** Opening SOURCE MATERIAL block **

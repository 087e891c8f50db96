//! Background worker thread. Owns the `ChartService`, so venue resolution,
//! ranking calls and bar fetches never block rendering.
//!
//! Commands are processed strictly one at a time.

use std::sync::mpsc::{Receiver, Sender};
use std::thread::{self, JoinHandle};

use tracing::{error, info};

use chartdrill_core::config::ChartDrillConfig;
use chartdrill_core::data::DataError;
use chartdrill_core::domain::Segment;
use chartdrill_core::service::{ChartService, ServiceError};
use chartdrill_core::session::SegmentParams;
use chartdrill_core::shortlist::SymbolChoices;

/// Commands sent from the TUI to the worker.
#[derive(Debug)]
pub enum WorkerCommand {
    /// Resolve the venue and build the shortlist.
    LoadChoices,
    /// Draw a fresh segment for these control values.
    Sample { params: SegmentParams },
    Shutdown,
}

/// Responses sent from the worker back to the TUI.
#[derive(Debug)]
pub enum WorkerResponse {
    Choices {
        choices: SymbolChoices,
        defaults: SegmentParams,
    },
    /// The shortlist was rebuilt after its TTL and differs from the one the
    /// UI last received. Sent ahead of the sample result that noticed it.
    ChoicesRefreshed { choices: SymbolChoices },
    /// No venue reachable; nothing else can work.
    Fatal { message: String },
    Segment {
        params: SegmentParams,
        segment: Segment,
    },
    SampleFailed {
        params: SegmentParams,
        message: String,
    },
}

/// Spawn the background worker thread.
pub fn spawn_worker(
    config: ChartDrillConfig,
    rx: Receiver<WorkerCommand>,
    tx: Sender<WorkerResponse>,
) -> std::io::Result<JoinHandle<()>> {
    thread::Builder::new()
        .name("chartdrill-worker".into())
        .spawn(move || match ChartService::from_config(config) {
            Ok(service) => worker_loop(service, rx, tx),
            Err(e) => {
                error!(error = %e, "could not build chart service");
                let _ = tx.send(WorkerResponse::Fatal {
                    message: e.to_string(),
                });
            }
        })
}

pub fn worker_loop(
    mut service: ChartService,
    rx: Receiver<WorkerCommand>,
    tx: Sender<WorkerResponse>,
) {
    let mut rng = rand::thread_rng();
    // Shortlist the UI is showing.
    let mut shown: Option<SymbolChoices> = None;
    loop {
        let resp = match rx.recv() {
            Ok(WorkerCommand::Shutdown) | Err(_) => break,
            Ok(WorkerCommand::LoadChoices) => {
                let resp = load_choices(&mut service);
                if let WorkerResponse::Choices { choices, .. } = &resp {
                    shown = Some(choices.clone());
                }
                resp
            }
            Ok(WorkerCommand::Sample { params }) => {
                let result = service.sample_segment(&params, &mut rng);
                if let Some(choices) = rebuilt_choices(&mut service, &mut shown, &result) {
                    if tx.send(WorkerResponse::ChoicesRefreshed { choices }).is_err() {
                        break;
                    }
                }
                match result {
                    Ok(segment) => WorkerResponse::Segment { params, segment },
                    Err(ServiceError::Data(e @ DataError::VenueUnreachable { .. })) => {
                        WorkerResponse::Fatal {
                            message: e.to_string(),
                        }
                    }
                    Err(e) => WorkerResponse::SampleFailed {
                        params,
                        message: e.to_string(),
                    },
                }
            }
        };
        if tx.send(resp).is_err() {
            break;
        }
    }
    info!("worker stopped");
}

/// The current shortlist, if it differs from `shown`.
///
/// `sample_segment` rebuilds an expired shortlist, so this read is a cache
/// hit. Skipped when the venue is gone.
fn rebuilt_choices(
    service: &mut ChartService,
    shown: &mut Option<SymbolChoices>,
    result: &Result<Segment, ServiceError>,
) -> Option<SymbolChoices> {
    if matches!(result, Err(ServiceError::Data(DataError::VenueUnreachable { .. }))) {
        return None;
    }
    let current = service.symbol_choices().ok()?;
    if shown.as_ref() == Some(&current) {
        return None;
    }
    info!(symbols = current.ordered.len(), "sending rebuilt shortlist");
    *shown = Some(current.clone());
    Some(current)
}

fn load_choices(service: &mut ChartService) -> WorkerResponse {
    let loaded = service
        .symbol_choices()
        .and_then(|choices| Ok((choices, service.default_params()?)));
    match loaded {
        Ok((choices, defaults)) => WorkerResponse::Choices { choices, defaults },
        Err(e) => WorkerResponse::Fatal {
            message: e.to_string(),
        },
    }
}
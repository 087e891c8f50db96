//! ChartDrill Core: venue resolution, symbol shortlist and random segment
//! sampling for candlestick pattern practice.
//!
//! - Domain types (bars, segments, markets, timeframes)
//! - Binance venue and CoinGecko ranking providers behind traits
//! - Derivatives-first venue resolver with spot fallback
//! - Shortlist builder and retrying segment sampler
//! - TTL caches, configuration and CSV export

pub mod cache;
pub mod config;
pub mod data;
pub mod domain;
pub mod export;
pub mod resolver;
pub mod rng;
pub mod sampler;
pub mod service;
pub mod session;
pub mod shortlist;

** Closing SOURCE MATERIAL block **

**PROMPT**
Your answer should hold exactly the lines from the one containing "candlestick pattern practice." to the last line of the data, both included, and no others.

**EXERCISE SOLUTION**
//! sampling for candlestick pattern practice.
//!
//! - Domain types (bars, segments, markets, timeframes)
//! - Binance venue and CoinGecko ranking providers behind traits
//! - Derivatives-first venue resolver with spot fallback
//! - Shortlist builder and retrying segment sampler
//! - TTL caches, configuration and CSV export

pub mod cache;
pub mod config;
pub mod data;
pub mod domain;
pub mod export;
pub mod resolver;
pub mod rng;
pub mod sampler;
pub mod service;
pub mod session;
pub mod shortlist;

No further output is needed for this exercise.